======== Data supplied
// SPDX-License-Identifier: AGPL-3.0-or-later
//
// Copyright (C) 2025 Daniel Negri
//
// This program is free software: you can redistribute it and/or modify
// it under the terms of the GNU Affero General Public License as published by
// the Free Software Foundation, either version 3 of the License, or
// (at your option) any later version.
//
// This program is distributed in the hope that it will be useful,
// but WITHOUT ANY WARRANTY; without even the implied warranty of
// MERCHANTABILITY or FITNESS FOR A PARTICULAR PURPOSE. See the
// GNU Affero General Public License for more details.
//
// You should have received a copy of the GNU Affero General Public License
// along with this program. If not, see <https://www.gnu.org/licenses/>.

use clap::Parser;
use csv::{ReaderBuilder, Trim, Writer};
use points_economy::{
    Decision, EconomyError, Engine, EngineConfig, LoggingNotifier, Points, Product, ProductId,
    PurchaseId, Quest, QuestId, Role, SchoolId, Scope, SubmissionId, UserId,
};
use serde::Deserialize;
use std::collections::HashMap;
use std::fs::{self, File};
use std::io::{BufReader, Read, Write};
use std::path::{Path, PathBuf};
use std::process;
use std::sync::Arc;
use thiserror::Error;
use tracing::{error, info, warn};
use tracing_subscriber::EnvFilter;

/// Points Economy - Replay operations against a seeded catalog
///
/// Loads users, quests and products from a TOML seed, replays an operations
/// CSV, and writes final user balances and levels as CSV to stdout.
#[derive(Parser, Debug)]
#[command(name = "points-economy")]
#[command(about = "Replays quest and marketplace operations and reports balances", long_about = None)]
struct Args {
    /// Path to CSV file with operations
    ///
    /// Expected format: op,actor,target,quantity,note
    /// where op is one of submit, approve, reject, purchase, claim, cancel.
    /// For submit, note is the proof, or the comment on a social quest.
    #[arg(value_name = "FILE")]
    input: PathBuf,

    /// TOML seed with `[engine]` settings and `[[users]]`, `[[quests]]`,
    /// `[[products]]` tables. Quest deadlines are RFC 3339 strings.
    #[arg(long, value_name = "SEED")]
    seed: Option<PathBuf>,
}

fn main() {
    tracing_subscriber::fmt()
        .with_env_filter(EnvFilter::try_from_default_env().unwrap_or_else(|_| EnvFilter::new("info")))
        .with_writer(std::io::stderr)
        .init();

    let args = Args::parse();

    let seed = match &args.seed {
        Some(path) => match Seed::load(path) {
            Ok(seed) => seed,
            Err(e) => {
                error!("Error loading seed '{}': {}", path.display(), e);
                process::exit(1);
            }
        },
        None => Seed::default(),
    };

    let file = match File::open(&args.input) {
        Ok(f) => f,
        Err(e) => {
            error!("Error opening file '{}': {}", args.input.display(), e);
            process::exit(1);
        }
    };

    let replay = match Replay::from_seed(seed) {
        Ok(replay) => replay,
        Err(e) => {
            error!("Error applying seed: {}", e);
            process::exit(1);
        }
    };

    if let Err(e) = replay.process_operations(BufReader::new(file)) {
        error!("Error processing operations: {}", e);
        process::exit(1);
    }

    if let Err(e) = write_accounts(&replay.engine, std::io::stdout()) {
        error!("Error writing output: {}", e);
        process::exit(1);
    }
}

#[derive(Error, Debug)]
enum SeedError {
    #[error("cannot read seed: {0}")]
    Io(#[from] std::io::Error),
    #[error("invalid seed: {0}")]
    Toml(#[from] toml::de::Error),
    #[error(transparent)]
    Economy(#[from] EconomyError),
}

#[derive(Debug, Deserialize)]
struct SeedUser {
    school_id: SchoolId,
    id: UserId,
    role: Role,
    #[serde(default)]
    balance: Points,
}

#[derive(Debug, Default, Deserialize)]
#[serde(default)]
struct Seed {
    engine: EngineConfig,
    users: Vec<SeedUser>,
    quests: Vec<Quest>,
    products: Vec<Product>,
}

impl Seed {
    fn load(path: &Path) -> Result<Self, SeedError> {
        let text = fs::read_to_string(path)?;
        Ok(toml::from_str(&text)?)
    }
}

/// Raw CSV record matching the input format.
///
/// Fields: `op, actor, target, quantity, note`
#[derive(Debug, Deserialize)]
struct CsvRecord {
    op: String,
    actor: u32,
    target: u64,
    #[serde(deserialize_with = "csv::invalid_option")]
    quantity: Option<u32>,
    #[serde(default)]
    note: Option<String>,
}

/// Engine plus the actor directory used to resolve each row's tenant scope.
struct Replay {
    engine: Engine,
    actors: HashMap<UserId, (SchoolId, Role)>,
}

impl Replay {
    fn from_seed(seed: Seed) -> Result<Self, SeedError> {
        let engine = Engine::with_config(seed.engine, Arc::new(LoggingNotifier));
        let mut actors = HashMap::new();
        for user in seed.users {
            engine.register_user(user.school_id, user.id, user.role, user.balance)?;
            actors.insert(user.id, (user.school_id, user.role));
        }
        for quest in seed.quests {
            engine.register_quest(quest)?;
        }
        for product in seed.products {
            engine.register_product(product)?;
        }
        Ok(Self { engine, actors })
    }

    fn scope_for(&self, actor: UserId) -> Option<Scope> {
        let (school_id, role) = self.actors.get(&actor)?;
        Some(Scope::new(*school_id, actor, *role))
    }

    /// Applies one row. `Ok(None)` means the op name is not recognised.
    fn apply(&self, record: &CsvRecord) -> Result<Option<String>, EconomyError> {
        let actor = UserId(record.actor);
        let scope = self
            .scope_for(actor)
            .ok_or(EconomyError::UserNotFound(actor))?;
        let note = record.note.as_deref().unwrap_or("");

        let outcome = match record.op.to_lowercase().as_str() {
            "submit" => {
                let quest_id = QuestId(narrow(record.target)?);
                let quest = self.engine.quest(&scope, quest_id)?;
                // The note is the comment for social quests and the proof otherwise.
                let (proof, comment) = if quest.kind.requires_comment() {
                    ("", Some(note))
                } else {
                    (note, None)
                };
                let submission = self
                    .engine
                    .submit_quest(&scope, actor, quest_id, proof, comment)?;
                format!("submission {} {}", submission.id, submission.status)
            }
            op @ ("approve" | "reject") => {
                let decision = if op == "approve" {
                    Decision::Approve
                } else {
                    Decision::Reject
                };
                let submission = self.engine.review_submission(
                    &scope,
                    SubmissionId(record.target),
                    decision,
                    Some(note),
                )?;
                format!("submission {} {}", submission.id, submission.status)
            }
            "purchase" => {
                let product_id = ProductId(narrow(record.target)?);
                let quantity = record.quantity.unwrap_or(1);
                let purchase = self.engine.purchase(&scope, actor, product_id, quantity)?;
                format!("purchase {} cost {}", purchase.id, purchase.total_cost)
            }
            "claim" => {
                let purchase = self
                    .engine
                    .claim_purchase(&scope, PurchaseId(record.target))?;
                format!("purchase {} {}", purchase.id, purchase.status)
            }
            "cancel" => {
                let purchase = self
                    .engine
                    .cancel_purchase(&scope, PurchaseId(record.target))?;
                format!("purchase {} {}", purchase.id, purchase.status)
            }
            _ => return Ok(None),
        };
        Ok(Some(outcome))
    }

    /// Replays operations from a CSV reader.
    ///
    /// Rejected operations and malformed rows are logged and skipped.
    ///
    /// # CSV Format
    ///
    /// ```csv
    /// op,actor,target,quantity,note
    /// submit,10,1,,poster.jpg
    /// approve,2,1,,nice work
    /// purchase,10,3,2,
    /// cancel,1,1,,
    /// ```
    ///
    /// # Errors
    ///
    /// Returns a CSV error if the reader fails or the CSV structure is invalid.
    fn process_operations<R: Read>(&self, reader: R) -> Result<(), csv::Error> {
        let mut rdr = ReaderBuilder::new()
            .trim(Trim::All)
            .flexible(true)
            .has_headers(true)
            .from_reader(reader);

        for (line, result) in rdr.deserialize::<CsvRecord>().enumerate() {
            let line = line + 2;
            let record = match result {
                Ok(record) => record,
                Err(e) => {
                    warn!(line, %e, "skipping malformed row");
                    continue;
                }
            };
            match self.apply(&record) {
                Ok(Some(outcome)) => info!(line, op = %record.op, "{outcome}"),
                Ok(None) => warn!(line, op = %record.op, "skipping unknown operation"),
                Err(e) => warn!(line, op = %record.op, kind = ?e.kind(), "rejected: {e}"),
            }
        }

        self.engine.flush_notifications();
        Ok(())
    }
}

fn narrow(target: u64) -> Result<u32, EconomyError> {
    u32::try_from(target).map_err(|_| EconomyError::ValidationFailed(format!("id {target} out of range")))
}

/// Writes user states as CSV: `user, school, balance, level, progress`.
fn write_accounts<W: Write>(engine: &Engine, writer: W) -> Result<(), csv::Error> {
    let mut wtr = Writer::from_writer(writer);
    for account in engine.accounts() {
        wtr.serialize(&*account)?;
    }
    wtr.flush()?;
    Ok(())
}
================
*What the exercise asks*: Out of the records, collect only those lines that contain the string "SeedUser".

*Answer area*:
struct SeedUser {
    users: Vec<SeedUser>,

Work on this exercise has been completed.